# BEM



## sprucegum (Jun 19, 2020)

Been eyeing this little red maple for a while. It had damage from a old logging job and was too close to my new shop site. Knocked it down a couple days ago and got it on the mill this morning. Not very big but I should get some nice blanks out of it. The cants range from 2 1/2 to 3 1/4 thich. The BE is pretty heavy in the butt log and is a little sparce in the other 2. I'm not sure if I should process it into blanks now or just seal the ends and process later. Doing it later would give me the option of cutting for a specific project.

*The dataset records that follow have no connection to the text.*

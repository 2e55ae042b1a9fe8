//! bup-tui - terminal front end for campus facilities issues

use anyhow::{Context, Result};
use bup_core::theme::EnvSystemTheme;
use bup_core::{Config, HttpTransport, Section, Storage};
use clap::Parser;
use crossterm::{
    event::{self, DisableFocusChange, EnableFocusChange, Event, KeyEventKind},
    execute,
    terminal::{EnterAlternateScreen, LeaveAlternateScreen, disable_raw_mode, enable_raw_mode},
};
use ratatui::{
    Terminal,
    backend::{Backend, CrosstermBackend},
};
use std::fs::{File, OpenOptions};
use std::io;
use std::path::PathBuf;
use std::sync::{Arc, Mutex};
use std::time::{Duration, Instant};

mod app;
mod palette;
mod ui;

use app::{App, parse_key_action};

#[derive(Parser)]
#[command(name = "bup-tui")]
#[command(about = "Terminal front end for campus facilities issues")]
#[command(version)]
struct Cli {
    /// Section to open first (home, dashboard, reports, moderator, schedule, chat)
    #[arg(short, long, default_value = "home")]
    section: String,

    /// Config file (defaults to $BUP_CONFIG or the user config dir)
    #[arg(short, long)]
    config: Option<PathBuf>,
}

/// The screen belongs to the UI, so logs go to a file
fn init_tracing(log_file: File) {
    let filter = std::env::var("RUST_LOG").unwrap_or_else(|_| "info".to_string());
    tracing_subscriber::fmt()
        .with_env_filter(filter)
        .with_target(false)
        .with_ansi(false)
        .with_writer(Mutex::new(log_file))
        .init();
}

fn open_log() -> Result<File> {
    let dir = bup_core::config::state_dir()?;
    std::fs::create_dir_all(&dir)
        .with_context(|| format!("Could not create {}", dir.display()))?;
    let path = dir.join("bup-tui.log");
    OpenOptions::new()
        .create(true)
        .append(true)
        .open(&path)
        .with_context(|| format!("Could not open {}", path.display()))
}

fn main() -> Result<()> {
    let cli = Cli::parse();
    let start: Section = cli.section.parse()?;

    init_tracing(open_log()?);

    let config = match &cli.config {
        Some(path) => Config::load(path)?,
        None => Config::load_default()?,
    };
    let storage = Arc::new(Storage::open_default()?);
    let transport = Arc::new(HttpTransport::new(&config));

    let runtime = tokio::runtime::Runtime::new()?;
    let _guard = runtime.enter();

    let mut app = App::new(config, storage, transport, Arc::new(EnvSystemTheme), start);

    enable_raw_mode()?;
    let mut stdout = io::stdout();
    execute!(stdout, EnterAlternateScreen, EnableFocusChange)?;
    let backend = CrosstermBackend::new(stdout);
    let mut terminal = Terminal::new(backend)?;

    let res = run_app(&mut terminal, &mut app);

    app.refresh.stop();
    disable_raw_mode()?;
    execute!(
        terminal.backend_mut(),
        LeaveAlternateScreen,
        DisableFocusChange
    )?;
    terminal.show_cursor()?;

    if let Err(err) = res {
        tracing::error!("{:?}", err);
        eprintln!("{:?}", err);
    }

    Ok(())
}

fn run_app<B: Backend>(terminal: &mut Terminal<B>, app: &mut App) -> Result<()> {
    let mut last_tick = Instant::now();
    const TICK_RATE: Duration = Duration::from_millis(250);

    loop {
        terminal.draw(|f| ui::ui(f, app))?;

        let timeout = TICK_RATE
            .checked_sub(last_tick.elapsed())
            .unwrap_or_else(|| Duration::from_secs(0));

        if event::poll(timeout)? {
            match event::read()? {
                Event::Key(key) if key.kind == KeyEventKind::Press => {
                    if app.handle_key_action(parse_key_action(key)) {
                        return Ok(());
                    }
                }
                Event::FocusGained => app.set_focused(true),
                Event::FocusLost => app.set_focused(false),
                _ => {}
            }
        }

        if last_tick.elapsed() >= TICK_RATE {
            app.on_tick();
            last_tick = Instant::now();
        }
    }
}
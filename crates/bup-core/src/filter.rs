//! Client-side filtering of the issue list

use crate::issue::{Issue, Priority, Status};

/// Active filters of the home list
#[derive(Debug, Clone, Default, PartialEq, Eq)]
pub struct IssueFilter {
    pub status: Option<Status>,
    pub category: Option<String>,
    pub priority: Option<Priority>,
    pub query: String,
}

impl IssueFilter {
    pub fn is_active(&self) -> bool {
        self.status.is_some()
            || self.category.is_some()
            || self.priority.is_some()
            || !self.query.trim().is_empty()
    }

    pub fn matches(&self, issue: &Issue) -> bool {
        if let Some(status) = self.status
            && issue.status != status
        {
            return false;
        }

        if let Some(ref category) = self.category
            && !issue.category.eq_ignore_ascii_case(category)
        {
            return false;
        }

        if let Some(priority) = self.priority
            && issue.priority != priority
        {
            return false;
        }

        let query = self.query.trim();
        if !query.is_empty() {
            let query_lower = query.to_lowercase();
            let haystacks = [
                Some(issue.description.as_str()),
                Some(issue.category.as_str()),
                Some(issue.id.as_str()),
                issue.location.building.as_deref(),
                issue.location.room.as_deref(),
            ];
            if !haystacks
                .iter()
                .flatten()
                .any(|h| h.to_lowercase().contains(&query_lower))
            {
                return false;
            }
        }

        true
    }

    /// Matching issues, newest first
    pub fn apply(&self, issues: &[Issue]) -> Vec<Issue> {
        let mut matched: Vec<Issue> = issues.iter().filter(|i| self.matches(i)).cloned().collect();
        matched.sort_by(|a, b| b.created_at.cmp(&a.created_at));
        matched
    }

    pub fn reset(&mut self) {
        *self = Self::default();
    }
}
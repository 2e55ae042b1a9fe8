//! Client storage
//!
//! Flat string key/value pairs, persisted as one JSON object. Keys mirror
//! what the web client kept in local storage.

use crate::Result;
use std::collections::BTreeMap;
use std::fs;
use std::path::{Path, PathBuf};
use std::sync::RwLock;

pub const THEME_KEY: &str = "bup-theme-preference";
pub const TOKEN_KEY: &str = "bup-token";
pub const CURRENT_USER_KEY: &str = "bup-current-user";

const STORAGE_FILE: &str = "storage.json";

/// Key/value client storage
pub struct Storage {
    path: Option<PathBuf>,
    entries: RwLock<BTreeMap<String, String>>,
}

impl Storage {
    /// Open the storage file in the state directory
    pub fn open_default() -> Result<Self> {
        let dir = crate::config::state_dir()?;
        Self::open(&dir.join(STORAGE_FILE))
    }

    /// Open (or lazily create) a storage file
    pub fn open(path: &Path) -> Result<Self> {
        let entries = if path.exists() {
            let content = fs::read_to_string(path)?;
            if content.trim().is_empty() {
                BTreeMap::new()
            } else {
                serde_json::from_str(&content)?
            }
        } else {
            BTreeMap::new()
        };

        Ok(Self {
            path: Some(path.to_path_buf()),
            entries: RwLock::new(entries),
        })
    }

    /// Storage that never touches disk
    pub fn in_memory() -> Self {
        Self {
            path: None,
            entries: RwLock::new(BTreeMap::new()),
        }
    }

    pub fn path(&self) -> Option<&Path> {
        self.path.as_deref()
    }

    pub fn get(&self, key: &str) -> Option<String> {
        self.read().get(key).cloned()
    }

    pub fn set(&self, key: &str, value: impl Into<String>) -> Result<()> {
        let mut entries = self.write();
        entries.insert(key.to_string(), value.into());
        self.flush(&entries)
    }

    pub fn remove(&self, key: &str) -> Result<()> {
        let mut entries = self.write();
        if entries.remove(key).is_some() {
            self.flush(&entries)?;
        }
        Ok(())
    }

    fn flush(&self, entries: &BTreeMap<String, String>) -> Result<()> {
        let Some(path) = &self.path else {
            return Ok(());
        };
        if let Some(parent) = path.parent() {
            fs::create_dir_all(parent)?;
        }
        fs::write(path, serde_json::to_string_pretty(entries)?)?;
        Ok(())
    }

    fn read(&self) -> std::sync::RwLockReadGuard<'_, BTreeMap<String, String>> {
        self.entries.read().unwrap_or_else(|e| e.into_inner())
    }

    fn write(&self) -> std::sync::RwLockWriteGuard<'_, BTreeMap<String, String>> {
        self.entries.write().unwrap_or_else(|e| e.into_inner())
    }
}

#[cfg(test)]
mod tests {
    use super::*;

    #[test]
    fn test_values_survive_reopen() {
        let dir = tempfile::tempdir().unwrap();
        let path = dir.path().join("nested").join(STORAGE_FILE);

        let storage = Storage::open(&path).unwrap();
        storage.set(THEME_KEY, "dark").unwrap();
        storage.set(TOKEN_KEY, "abc").unwrap();
        storage.remove(TOKEN_KEY).unwrap();

        let reopened = Storage::open(&path).unwrap();
        assert_eq!(reopened.get(THEME_KEY).as_deref(), Some("dark"));
        assert_eq!(reopened.get(TOKEN_KEY), None);
    }

    #[test]
    fn test_in_memory_has_no_path() {
        let storage = Storage::in_memory();
        storage.set(THEME_KEY, "light").unwrap();
        assert!(storage.path().is_none());
        assert_eq!(storage.get(THEME_KEY).as_deref(), Some("light"));
    }
}
pub fn config_show(json: bool) -> Result<()> {
    let config = Config::load_default()?;

    if json {
        println!("{}", serde_json::to_string_pretty(&config)?);
    } else {
        println!("{}", "Current configuration:".bold());
        println!();
        println!("api_base_url = \"{}\"", config.api_base_url);
        println!("chat_base_url = \"{}\"", config.chat_base_url);
        println!("refresh_interval_secs = {}", config.refresh_interval_secs);
        println!("loader_fade_ms = {}", config.loader_fade_ms);
        println!("toast_secs = {}", config.toast_secs);
        println!();
        println!("[display]");
        println!("date_format = \"{}\"", config.display.date_format);
        println!(
            "max_description_length = {}",
            config.display.max_description_length
        );
    }

    Ok(())
}

pub fn config_path() -> Result<()> {
    match Config::default_path() {
        Some(path) => println!("{}", path.display()),
        None => bail!("Could not determine config directory"),
    }
    Ok(())
}

pub fn config_init(force: bool) -> Result<()> {
    let path = Config::default_path()
        .ok_or_else(|| anyhow::anyhow!("Could not determine config directory"))?;
    write_default_config(&path, force)?;
    println!("{} Wrote {}", "✓".green(), path.display());
    Ok(())
}

fn write_default_config(path: &std::path::Path, force: bool) -> Result<()> {
    if path.exists() && !force {
        bail!("{} already exists (use --force to overwrite)", path.display());
    }
    if let Some(parent) = path.parent() {
        std::fs::create_dir_all(parent)?;
    }
    std::fs::write(path, Config::default_with_comments())?;
    Ok(())
}

#[cfg(test)]
mod tests {
    use super::*;
    use tempfile::TempDir;

    #[test]
    fn test_build_filter_parses_enums() {
        let filter = build_filter(
            Some("in-progress".into()),
            Some("  ".into()),
            Some("urgent".into()),
            None,
        )
        .unwrap();
        assert_eq!(filter.status, Some(Status::InProgress));
        assert_eq!(filter.category, None);
        assert_eq!(filter.priority, Some(Priority::Urgent));

        assert!(build_filter(Some("open".into()), None, None, None).is_err());
    }

    #[test]
    fn test_build_draft_stages_images() {
        let dir = TempDir::new().unwrap();
        let path = dir.path().join("leak.jpg");
        std::fs::write(&path, [0xff, 0xd8, 0xff]).unwrap();

        let draft = build_draft(
            "Plumbing".into(),
            "high",
            Some("Library".into()),
            None,
            Some("204".into()),
            None,
            &[path],
        )
        .unwrap();
        assert_eq!(draft.priority, Priority::High);
        assert_eq!(draft.images[0].content_type, "image/jpeg");
        assert_eq!(draft.location.room.as_deref(), Some("204"));

        assert!(build_draft(" ".into(), "high", None, None, None, None, &[]).is_err());
        assert!(build_draft("HVAC".into(), "severe", None, None, None, None, &[]).is_err());
        let aliased = build_draft("HVAC".into(), "Critical", None, None, None, None, &[]).unwrap();
        assert_eq!(aliased.priority, Priority::Urgent);
        assert!(
            build_draft(
                "HVAC".into(),
                "low",
                None,
                None,
                None,
                None,
                &[dir.path().join("missing.png")]
            )
            .is_err()
        );
    }

    #[test]
    fn test_truncate() {
        assert_eq!(truncate("short", 10), "short");
        assert_eq!(truncate("a leaking pipe", 8), "a leaki…");
        assert_eq!(truncate("ঘরের আলো নষ্ট", 4), "ঘরে…");
    }

    #[test]
    fn test_default_config_not_overwritten() {
        let dir = TempDir::new().unwrap();
        let path = dir.path().join("bup").join("config.toml");

        write_default_config(&path, false).unwrap();
        assert!(write_default_config(&path, false).is_err());
        write_default_config(&path, true).unwrap();

        let loaded = Config::load(&path).unwrap();
        assert_eq!(loaded.refresh_interval_secs, 60);
    }

    #[test]
    fn test_stats_json_shape() {
        let mut issue = Issue::new("1", "Plumbing");
        issue.status = Status::Completed;
        let issues = vec![issue, Issue::new("2", "Plumbing")];

        let value = stats_json(
            &DashboardStats::from_issues(&issues),
            &ReportData::from_issues(&issues),
        );
        assert_eq!(value["total"], 2);
        assert_eq!(value["by_category"]["Plumbing"], 2);
        assert_eq!(value["by_status"]["completed"], 1);
        assert_eq!(value["resolution_rate"], 0.5);
    }
}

Reactions: Like 5 | Way Cool 3


----------



## Nature Man (Jun 19, 2020)

Nice! Could cut a few blanks now and save the rest of the slabs for later. Chuck

Reactions: Agree 1


----------



## djg (Jun 19, 2020)

Did not know what the bark of Bird's Eye looked like, thanks. I'll have to keep an eye out for it at the log yard. Does it occur in Hard Maples only or can it occur in Soft Maples, too?

Reactions: Like 1


----------



## sprucegum (Jun 19, 2020)

djg said:


> Did not know what the bark of Bird's Eye looked like, thanks. I'll have to keep an eye out for it at the log yard. Does it occur in Hard Maples only or can it occur in Soft Maples, too?



This is what we call soft maple around here. Honestly I did not know that it occurred in red maple (soft maple ) and would not have know this was birds eye if it had not had bark missing where a log had been draged by it. You can bet I will be on the lookout for that scaley bark in the future. Hard maple (rock maple) have much heavier furrowed bark and you really need to chop some off to see the bumps underneath.

Reactions: Thank You! 1 | Creative 1


----------



## 2feathers Creative Making (Mar 4, 2021)

Also look for those little nasty branches sticking out all over. They are a great indicator even before the bark comes off.

Reactions: Thank You! 1


----------